Six months after being hailed a ‘game changer’ for the North Wales economy, the University of Sheffield Advanced Manufacturing Research Centre Cymru is playing an essential role as a production facility for thousands of vital medical ventilators.
The new Advanced Manufacturing Research Centre (AMRC) Cymru, officially opened in November 2019, is a cutting-edge innovation centre that provides businesses with access to advanced technologies, helping them to drive improvements in productivity, performance and quality.
Situated in the Deeside Enterprise Zone, close to the Airbus wing-manufacturing plant in Broughton, the centre builds on the region’s strong industrial base and focuses on advanced manufacturing sectors such as aerospace, automotive, nuclear and food.
Backed by £20m from the Welsh Government, AMRC Cymru is the first High Value Manufacturing (HVM) Catapult location opened in Wales and is forecast to increase increase GVA to the Welsh economy by as much as £4bn over the next 20 years.
Turning AMRC Cymru into a production facility for ventilators was suggested on the very day (March 16) Boris Johnson first called on manufacturers to help mass-produce the equipment following the outbreak of Covid-19.
What followed was a week and a half of confusion as to what was being asked of businesses. At the same time, the VentilatorChallengeUK consortium narrowed down which design/s they would progress.
Under the leadership of the HVM Catapult, of which the AMRC and the Nuclear AMRC are a part, the industrial consortium is focusing production on two existing ventilator designs which meet the high-level specification, one made by Penlon and the other by Smiths Medical.
BROUGHTON | Watch how we have transformed @AMRC Cymru into an assembly line to produce at least 15,000 ventilators for the @NHSuk in the fight against #COVID19 #Airbus @VentilatorU pic.twitter.com/3haXuYy1hW
— Airbus In The UK (@AirbusintheUK) April 23, 2020
AMRC Cymru’s role in the ventilator project became real on March 26, according to its research director, Andy Silcox; “That was the day we were chosen to be involved in the manufacture of the Penlon device. We are the venue for the manufacture of two key sub-assemblies: the absorber and the flow meter units.”
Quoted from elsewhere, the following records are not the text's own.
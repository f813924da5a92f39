//! Ask command implementation.

use crate::cli::preflight::{self, Operation};
use crate::cli::Output;
use crate::config::Settings;
use crate::intent::IntentRequest;
use crate::orchestrator::Orchestrator;
use anyhow::{Context, Result};
use serde_json::Value;
use std::path::Path;

/// Run the ask command.
pub async fn run_ask(
    message: &str,
    timeline: Option<&str>,
    media_bin: Option<&str>,
    json: bool,
    settings: Settings,
) -> Result<()> {
    if let Err(e) = preflight::check(Operation::Ask, &settings.model) {
        Output::error(&format!("{}", e));
        Output::info("Run 'cutline doctor' for detailed diagnostics.");
        return Err(e.into());
    }

    let mut request = IntentRequest::new(message);
    if let Some(path) = timeline {
        request.timeline_state = Some(read_json(path)?);
    }
    if let Some(path) = media_bin {
        request.mediabin_items = match read_json(path)? {
            Value::Array(items) => items,
            Value::Null => Vec::new(),
            other => vec![other],
        };
    }

    let orchestrator = Orchestrator::new(&settings)?;

    let spinner = Output::spinner("Thinking...");
    let result = orchestrator.handle(&request).await;
    spinner.finish_and_clear();

    match result {
        Ok(intent) => {
            if json {
                println!("{}", serde_json::to_string_pretty(&intent)?);
            } else {
                Output::intent(&intent);
            }
        }
        Err(e) => {
            Output::error(&format!("Failed to resolve instruction: {}", e));
            return Err(e.into());
        }
    }

    Ok(())
}

fn read_json(path: &str) -> Result<Value> {
    let path = Settings::expand_path(path);
    parse_json_file(&path)
}

fn parse_json_file(path: &Path) -> Result<Value> {
    let content = std::fs::read_to_string(path)
        .with_context(|| format!("Failed to read {}", path.display()))?;
    serde_json::from_str(&content).with_context(|| format!("Invalid JSON in {}", path.display()))
}
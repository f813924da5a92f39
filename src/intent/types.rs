//! Request and result types for intent resolution.

use schemars::JsonSchema;
use serde::{Deserialize, Deserializer, Serialize};
use serde_json::{Map, Value};

/// Who wrote a chat turn.
#[derive(Debug, Clone, Copy, PartialEq, Eq, Serialize, Deserialize)]
#[serde(rename_all = "lowercase")]
pub enum ChatRole {
    User,
    Assistant,
}

impl std::fmt::Display for ChatRole {
    fn fmt(&self, f: &mut std::fmt::Formatter<'_>) -> std::fmt::Result {
        match self {
            ChatRole::User => write!(f, "user"),
            ChatRole::Assistant => write!(f, "assistant"),
        }
    }
}

/// One earlier message of the conversation.
#[derive(Debug, Clone, PartialEq, Serialize, Deserialize)]
pub struct ChatTurn {
    pub role: ChatRole,
    pub content: String,
}

/// An instruction from the editor, with the editor state it refers to.
///
/// Timeline and media bin entries are kept as raw JSON: they are only ever
/// forwarded to the model. Both snake_case and camelCase field names are
/// accepted, unknown fields are ignored, and everything except `message` may
/// be missing or null.
#[derive(Debug, Clone, Default, PartialEq, Serialize, Deserialize)]
pub struct IntentRequest {
    pub message: String,

    #[serde(default, alias = "mentionedScrubberIds", deserialize_with = "null_as_default")]
    pub mentioned_scrubber_ids: Vec<String>,

    #[serde(default, alias = "timelineState")]
    pub timeline_state: Option<Value>,

    #[serde(
        default,
        alias = "mediaBinItems",
        alias = "media_bin_items",
        deserialize_with = "null_as_default"
    )]
    pub mediabin_items: Vec<Value>,

    #[serde(default, alias = "chatHistory", deserialize_with = "null_as_default")]
    pub chat_history: Vec<ChatTurn>,
}

impl IntentRequest {
    /// A request carrying only a message.
    pub fn new(message: impl Into<String>) -> Self {
        Self {
            message: message.into(),
            ..Self::default()
        }
    }
}

fn null_as_default<'de, D, T>(deserializer: D) -> std::result::Result<T, D::Error>
where
    D: Deserializer<'de>,
    T: Default + Deserialize<'de>,
{
    Ok(Option::<T>::deserialize(deserializer)?.unwrap_or_default())
}

/// A single named editing action with its arguments.
#[derive(Debug, Clone, PartialEq, Serialize, Deserialize, JsonSchema)]
pub struct ToolCall {
    /// Name of a tool from the catalog.
    pub function_name: String,
    /// Tool arguments.
    #[serde(default)]
    pub arguments: Map<String, Value>,
}

/// What the editor should do with a user instruction.
#[derive(Debug, Clone, PartialEq, Serialize)]
#[serde(into = "IntentEnvelope")]
pub enum ResolvedIntent {
    /// Execute this tool.
    ToolCall(ToolCall),
    /// Show this reply to the user.
    Message(String),
}

impl ResolvedIntent {
    pub fn tool_call(&self) -> Option<&ToolCall> {
        match self {
            ResolvedIntent::ToolCall(call) => Some(call),
            ResolvedIntent::Message(_) => None,
        }
    }

    pub fn message(&self) -> Option<&str> {
        match self {
            ResolvedIntent::ToolCall(_) => None,
            ResolvedIntent::Message(text) => Some(text),
        }
    }
}

/// Wire shape of a resolved intent: exactly one of the two fields is set.
///
/// The same shape is the output schema the model is asked to follow.
#[derive(Debug, Clone, PartialEq, Serialize, Deserialize, JsonSchema)]
pub struct IntentEnvelope {
    /// Tool to execute, when an action is requested.
    pub function_call: Option<ToolCall>,
    /// Text reply, when no action applies.
    pub assistant_message: Option<String>,
}

impl IntentEnvelope {
    /// JSON Schema of the envelope.
    pub fn json_schema() -> Value {
        let schema = schemars::schema_for!(IntentEnvelope);
        serde_json::to_value(schema).unwrap_or_else(|_| serde_json::json!({ "type": "object" }))
    }
}

impl From<ResolvedIntent> for IntentEnvelope {
    fn from(intent: ResolvedIntent) -> Self {
        match intent {
            ResolvedIntent::ToolCall(call) => Self {
                function_call: Some(call),
                assistant_message: None,
            },
            ResolvedIntent::Message(text) => Self {
                function_call: None,
                assistant_message: Some(text),
            },
        }
    }
}
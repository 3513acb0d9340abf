//! Core Monte-Carlo rendering engine: scene acceleration, tile-parallel
//! sampling, surface/volume integration, and photon mapping.
//!
//! Scene construction (parsing, plugin loading, file I/O) lives outside this
//! crate; see the module docs on [`scene::Scene`] for the boundary.

pub mod accel;
pub mod camera;
pub mod config;
pub mod df3;
pub mod driver;
pub mod err_float;
pub mod error;
pub mod film;
pub mod filter;
pub mod geometry;
pub mod image_buffer;
pub mod integrator;
pub mod interaction;
pub mod light;
pub mod material;
pub mod math;
pub mod photon;
pub mod primitive;
pub mod ramp;
pub mod reflection;
pub mod render_context;
pub mod sampler;
pub mod sampling;
pub mod scene;
pub mod shapes;
pub mod splitter;
pub mod spectrum;
pub mod volume;

pub use err_float::EFloat;
pub use error::{RenderError, RenderResult};
pub use geometry::{
    Bounds2, Bounds2f, Bounds2i, Bounds3, Bounds3f, Differential, Normal3, Ray, RayDifferential,
    Transform,
};
pub use interaction::{DiffGeom, SurfaceHit, SurfaceInteraction};
pub use spectrum::{Rgb, Rgba};

/// The engine's scalar float type. Kept as a single alias (as the teacher
/// does) so a future f64 build is a one-line change.
pub type Float = f32;

pub const INFINITY: Float = std::f32::INFINITY;
pub const NEG_INFINITY: Float = std::f32::NEG_INFINITY;
pub const PI: Float = std::f32::consts::PI;

pub type Point2i = cgmath::Point2<i32>;
pub type Point2f = cgmath::Point2<Float>;
pub type Point3f = cgmath::Point3<Float>;
pub type Vec2f = cgmath::Vector2<Float>;
pub type Vec3f = cgmath::Vector3<Float>;

#[inline]
pub fn abs_dot(a: Vec3f, b: Vec3f) -> Float {
    use cgmath::InnerSpace;
    a.dot(b).abs()
}

/// Offsets a ray origin away from a surface along its normal to dodge
/// self-intersection, per the surface-point invariant in the data model.
#[inline]
pub fn offset_ray_origin(p: Point3f, p_err: Vec3f, n: Normal3, w: Vec3f) -> Point3f {
    use cgmath::{EuclideanSpace, InnerSpace};
    let d = abs_dot(n.0, p_err.map(Float::abs)) + 1e-5;
    let offset = if n.0.dot(w) < 0.0 { -d * n.0 } else { d * n.0 };
    p + offset
}

/// Solves a 2x2 linear system `A x = b`, returning `None` if `A` is singular.
pub fn solve_linear_system_2x2(a: cgmath::Matrix2<Float>, b: Vec2f) -> Option<Vec2f> {
    let det = a.x.x * a.y.y - a.x.y * a.y.x;
    if det.abs() < 1e-12 {
        return None;
    }
    let inv_det = 1.0 / det;
    Some(cgmath::Vector2::new(
        (a.y.y * b.x - a.x.y * b.y) * inv_det,
        (a.x.x * b.y - a.y.x * b.x) * inv_det,
    ))
}

#[macro_export]
macro_rules! point3f {
    ($x:expr, $y:expr, $z:expr) => {
        $crate::Point3f::new($x as $crate::Float, $y as $crate::Float, $z as $crate::Float)
    };
}

#[macro_export]
macro_rules! vec3f {
    ($x:expr, $y:expr, $z:expr) => {
        $crate::Vec3f::new($x as $crate::Float, $y as $crate::Float, $z as $crate::Float)
    };
}

#[macro_export]
macro_rules! bounds3f {
    (($x0:expr, $y0:expr, $z0:expr), ($x1:expr, $y1:expr, $z1:expr)) => {
        $crate::Bounds3f::with_bounds(
            $crate::point3f!($x0, $y0, $z0),
            $crate::point3f!($x1, $y1, $z1),
        )
    };
}

pub trait ComponentWiseExt {
    fn min(self, other: Self) -> Self;
    fn max(self, other: Self) -> Self;
}

impl ComponentWiseExt for Point3f {
    fn min(self, other: Self) -> Self {
        point3f!(
            self.x.min(other.x),
            self.y.min(other.y),
            self.z.min(other.z)
        )
    }
    fn max(self, other: Self) -> Self {
        point3f!(
            self.x.max(other.x),
            self.y.max(other.y),
            self.z.max(other.z)
        )
    }
}

#[inline]
pub fn distance(a: Point3f, b: Point3f) -> Float {
    use cgmath::MetricSpace;
    a.distance(b)
}

pub fn lerp(t: Float, a: Float, b: Float) -> Float {
    (1.0 - t) * a + t * b
}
Now authorised by the Medicines and Healthcare products Regulatory Agency (MHRA) for use in hospitals, following extensive testing, the government has confirmed an order for 15,000 Penlon devices. Hundreds of units were built in the first few days, with production now being further scaled up.
Andy explains: “There are eight assembly lines for each sub-assembly, requiring 88 operators per shift. There are two shifts a day, with everyone working in a four days on, four days off pattern. That means 352 shop floor staff; add in the office, logistics, security and cleaning staff and it takes the full complement to around 500.”
The logistical problems alone would have been challenging enough, but became extremely complicated while adhering to strict health and safety guidelines, Andy continues: “Not only did we have to strip out an R&D facility to install 16 new productions lines from scratch in less than a fortnight, we also needed to create an environment where 88 operators could work simultaneously while maintaining safe social distancing.
“We’ve made real use of our modelling and simulation capability. Our engineer Xuan Sheng Tie created a model in Process Simulate to safely control operator movements around the facility to allow us to organise shift breaks and lunch times to suit what we have on the shop floor.”
Andy says it has been an incredible team effort from staff across the AMRC: “We limited it to myself and Matt [Booth, AMRC Cymru’s workshop manager] to minimise the infection risk across both the AMRC and Airbus but we have unbelievable support.
“Chris Garlick at the University of Sheffield’s estates team has arranged 24/7 cleaning, security and maintenance cover for the building throughout the production period, which we anticipate to last up to four months. Then there are all the other members of our team in particular Xuan, Bobby Manesh, Michelle Hibbert and Harri Williams who have been supporting Matt and myself.”